══ DATA FOR THIS EXERCISE ══
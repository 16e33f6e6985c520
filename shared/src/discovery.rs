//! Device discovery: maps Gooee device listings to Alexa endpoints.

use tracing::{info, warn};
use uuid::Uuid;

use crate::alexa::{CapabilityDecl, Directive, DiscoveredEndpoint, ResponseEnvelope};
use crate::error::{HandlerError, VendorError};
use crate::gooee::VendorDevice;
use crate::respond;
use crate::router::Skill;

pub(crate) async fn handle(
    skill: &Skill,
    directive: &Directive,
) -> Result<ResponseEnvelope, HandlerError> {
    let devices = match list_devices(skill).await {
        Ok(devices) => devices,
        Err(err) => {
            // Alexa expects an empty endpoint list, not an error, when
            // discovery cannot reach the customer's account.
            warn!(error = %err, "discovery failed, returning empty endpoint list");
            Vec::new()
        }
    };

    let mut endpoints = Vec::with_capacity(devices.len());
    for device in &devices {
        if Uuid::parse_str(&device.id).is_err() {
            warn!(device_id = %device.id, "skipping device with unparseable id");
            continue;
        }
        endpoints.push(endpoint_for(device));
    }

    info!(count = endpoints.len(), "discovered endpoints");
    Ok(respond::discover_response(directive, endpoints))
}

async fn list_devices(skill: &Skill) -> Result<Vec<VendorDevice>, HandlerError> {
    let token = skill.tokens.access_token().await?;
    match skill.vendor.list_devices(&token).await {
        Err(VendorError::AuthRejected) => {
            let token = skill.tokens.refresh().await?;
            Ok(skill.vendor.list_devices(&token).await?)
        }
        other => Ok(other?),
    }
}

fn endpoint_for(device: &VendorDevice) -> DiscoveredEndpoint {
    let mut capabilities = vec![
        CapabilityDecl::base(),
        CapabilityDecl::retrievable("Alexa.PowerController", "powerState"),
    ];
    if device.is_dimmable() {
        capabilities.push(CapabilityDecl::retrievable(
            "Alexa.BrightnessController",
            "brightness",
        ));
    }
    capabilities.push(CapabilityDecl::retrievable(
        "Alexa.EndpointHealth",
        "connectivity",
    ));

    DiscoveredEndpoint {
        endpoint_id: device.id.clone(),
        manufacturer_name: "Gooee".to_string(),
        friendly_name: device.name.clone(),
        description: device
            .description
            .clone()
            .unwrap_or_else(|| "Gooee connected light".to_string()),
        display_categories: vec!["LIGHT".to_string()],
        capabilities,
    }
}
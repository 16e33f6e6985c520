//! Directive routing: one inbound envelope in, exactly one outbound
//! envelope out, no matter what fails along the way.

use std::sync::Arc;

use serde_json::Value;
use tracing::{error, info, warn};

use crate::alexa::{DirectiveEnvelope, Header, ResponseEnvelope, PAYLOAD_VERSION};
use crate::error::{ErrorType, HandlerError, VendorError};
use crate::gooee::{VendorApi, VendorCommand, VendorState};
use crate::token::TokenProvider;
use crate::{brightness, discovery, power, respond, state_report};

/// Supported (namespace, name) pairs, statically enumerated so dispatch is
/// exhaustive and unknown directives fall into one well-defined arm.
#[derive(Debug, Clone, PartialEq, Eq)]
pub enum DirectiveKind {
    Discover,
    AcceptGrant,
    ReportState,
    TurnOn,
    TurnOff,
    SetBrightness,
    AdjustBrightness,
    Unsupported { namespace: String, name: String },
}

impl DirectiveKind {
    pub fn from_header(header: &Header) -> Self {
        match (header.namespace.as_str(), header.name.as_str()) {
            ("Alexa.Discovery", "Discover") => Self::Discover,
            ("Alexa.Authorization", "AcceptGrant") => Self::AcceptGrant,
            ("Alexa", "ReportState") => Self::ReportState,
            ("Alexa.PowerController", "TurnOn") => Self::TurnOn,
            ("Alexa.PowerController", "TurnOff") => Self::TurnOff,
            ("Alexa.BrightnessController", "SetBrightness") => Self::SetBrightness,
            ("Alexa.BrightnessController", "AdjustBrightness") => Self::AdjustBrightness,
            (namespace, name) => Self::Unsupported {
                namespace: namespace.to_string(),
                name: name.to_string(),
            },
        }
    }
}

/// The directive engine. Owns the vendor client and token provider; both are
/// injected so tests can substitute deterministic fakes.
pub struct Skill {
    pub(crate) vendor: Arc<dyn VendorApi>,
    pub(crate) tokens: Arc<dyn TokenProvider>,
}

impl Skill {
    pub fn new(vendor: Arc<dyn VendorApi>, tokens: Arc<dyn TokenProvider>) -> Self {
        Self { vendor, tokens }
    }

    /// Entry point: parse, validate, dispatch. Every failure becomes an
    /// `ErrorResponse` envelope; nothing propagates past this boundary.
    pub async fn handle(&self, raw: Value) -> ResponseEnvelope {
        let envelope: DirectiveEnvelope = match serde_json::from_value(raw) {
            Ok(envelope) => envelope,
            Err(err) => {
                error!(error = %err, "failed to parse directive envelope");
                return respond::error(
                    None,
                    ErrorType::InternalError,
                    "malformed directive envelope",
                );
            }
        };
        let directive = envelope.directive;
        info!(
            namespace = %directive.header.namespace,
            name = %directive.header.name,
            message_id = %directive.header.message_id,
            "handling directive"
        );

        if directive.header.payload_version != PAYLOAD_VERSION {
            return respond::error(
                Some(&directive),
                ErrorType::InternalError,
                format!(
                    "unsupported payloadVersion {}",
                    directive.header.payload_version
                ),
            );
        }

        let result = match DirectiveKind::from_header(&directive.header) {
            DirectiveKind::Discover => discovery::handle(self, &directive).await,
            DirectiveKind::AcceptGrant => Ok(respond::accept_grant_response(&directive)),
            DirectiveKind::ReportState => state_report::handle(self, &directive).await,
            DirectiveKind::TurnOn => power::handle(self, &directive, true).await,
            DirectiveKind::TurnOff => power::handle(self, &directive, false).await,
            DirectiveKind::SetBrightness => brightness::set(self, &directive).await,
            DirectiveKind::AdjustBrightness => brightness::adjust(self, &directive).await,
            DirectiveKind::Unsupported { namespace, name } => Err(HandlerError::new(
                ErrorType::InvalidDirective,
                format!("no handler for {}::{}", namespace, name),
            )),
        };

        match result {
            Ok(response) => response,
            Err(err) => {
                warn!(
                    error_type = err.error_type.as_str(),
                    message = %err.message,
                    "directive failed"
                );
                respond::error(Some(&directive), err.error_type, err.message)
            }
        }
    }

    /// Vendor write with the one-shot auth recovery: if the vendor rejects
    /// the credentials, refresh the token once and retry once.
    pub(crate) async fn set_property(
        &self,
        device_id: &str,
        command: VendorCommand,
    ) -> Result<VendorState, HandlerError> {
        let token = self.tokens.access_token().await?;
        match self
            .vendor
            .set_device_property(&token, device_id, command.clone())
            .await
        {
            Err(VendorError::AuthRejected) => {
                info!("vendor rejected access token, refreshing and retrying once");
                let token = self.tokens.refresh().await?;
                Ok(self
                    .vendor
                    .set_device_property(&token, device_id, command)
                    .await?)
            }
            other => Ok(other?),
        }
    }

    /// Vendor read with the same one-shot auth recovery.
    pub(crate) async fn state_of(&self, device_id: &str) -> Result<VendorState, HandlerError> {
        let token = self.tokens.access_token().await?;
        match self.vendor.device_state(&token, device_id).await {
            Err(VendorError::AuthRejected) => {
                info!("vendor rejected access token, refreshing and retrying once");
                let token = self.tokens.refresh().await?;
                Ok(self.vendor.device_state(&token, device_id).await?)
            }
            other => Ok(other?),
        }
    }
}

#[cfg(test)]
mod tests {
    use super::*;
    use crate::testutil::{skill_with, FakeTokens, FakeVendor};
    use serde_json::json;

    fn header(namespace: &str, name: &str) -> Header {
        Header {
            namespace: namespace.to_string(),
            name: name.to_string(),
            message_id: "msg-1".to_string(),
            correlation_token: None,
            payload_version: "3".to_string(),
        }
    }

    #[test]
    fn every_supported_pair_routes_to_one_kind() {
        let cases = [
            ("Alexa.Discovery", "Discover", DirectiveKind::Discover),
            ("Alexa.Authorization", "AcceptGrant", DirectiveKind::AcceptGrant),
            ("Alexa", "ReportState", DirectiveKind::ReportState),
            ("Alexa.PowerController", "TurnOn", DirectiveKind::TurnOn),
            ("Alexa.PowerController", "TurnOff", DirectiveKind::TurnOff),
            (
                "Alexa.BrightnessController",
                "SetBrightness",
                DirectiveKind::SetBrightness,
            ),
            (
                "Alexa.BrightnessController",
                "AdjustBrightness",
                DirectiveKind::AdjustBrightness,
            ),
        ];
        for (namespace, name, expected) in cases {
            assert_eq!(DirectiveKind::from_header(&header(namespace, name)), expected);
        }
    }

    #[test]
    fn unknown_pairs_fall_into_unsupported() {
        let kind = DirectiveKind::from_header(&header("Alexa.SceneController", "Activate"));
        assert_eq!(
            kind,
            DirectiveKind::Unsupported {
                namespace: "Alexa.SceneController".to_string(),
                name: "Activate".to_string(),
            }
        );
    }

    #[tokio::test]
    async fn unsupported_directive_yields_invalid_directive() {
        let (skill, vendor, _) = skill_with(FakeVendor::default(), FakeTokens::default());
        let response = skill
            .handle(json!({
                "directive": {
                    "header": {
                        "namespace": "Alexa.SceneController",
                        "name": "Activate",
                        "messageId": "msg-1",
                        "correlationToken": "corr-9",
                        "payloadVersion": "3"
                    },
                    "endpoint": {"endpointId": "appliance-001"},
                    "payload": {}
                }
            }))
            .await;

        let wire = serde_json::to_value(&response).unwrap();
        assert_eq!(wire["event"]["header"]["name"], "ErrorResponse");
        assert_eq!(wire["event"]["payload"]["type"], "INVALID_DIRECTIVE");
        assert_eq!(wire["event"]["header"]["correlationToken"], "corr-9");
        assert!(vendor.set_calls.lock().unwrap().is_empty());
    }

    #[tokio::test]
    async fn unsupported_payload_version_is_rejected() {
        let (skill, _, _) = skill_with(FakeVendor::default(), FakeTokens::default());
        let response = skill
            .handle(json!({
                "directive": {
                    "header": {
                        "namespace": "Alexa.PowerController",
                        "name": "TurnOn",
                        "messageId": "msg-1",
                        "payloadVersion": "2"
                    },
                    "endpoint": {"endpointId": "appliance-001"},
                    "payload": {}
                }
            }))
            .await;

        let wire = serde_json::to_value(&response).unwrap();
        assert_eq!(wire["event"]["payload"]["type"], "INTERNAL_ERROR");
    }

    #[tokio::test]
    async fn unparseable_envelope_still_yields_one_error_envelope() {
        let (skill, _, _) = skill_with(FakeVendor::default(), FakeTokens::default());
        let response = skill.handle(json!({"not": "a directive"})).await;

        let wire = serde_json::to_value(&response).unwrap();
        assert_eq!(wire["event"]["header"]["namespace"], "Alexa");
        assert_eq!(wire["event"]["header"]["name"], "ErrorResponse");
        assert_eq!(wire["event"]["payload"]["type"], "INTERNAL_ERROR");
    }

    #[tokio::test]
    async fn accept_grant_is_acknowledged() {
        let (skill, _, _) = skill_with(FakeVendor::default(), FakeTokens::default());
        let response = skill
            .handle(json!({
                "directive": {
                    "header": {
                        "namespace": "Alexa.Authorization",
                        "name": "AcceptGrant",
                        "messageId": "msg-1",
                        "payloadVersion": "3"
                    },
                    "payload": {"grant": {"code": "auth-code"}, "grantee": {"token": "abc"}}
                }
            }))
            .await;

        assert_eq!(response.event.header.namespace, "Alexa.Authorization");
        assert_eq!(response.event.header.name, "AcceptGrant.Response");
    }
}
═══
> _AIM OF THE EXERCISE_
Lines with "Some": state how many there are in the records, and nothing more.

> _TASK RESPONSE_
2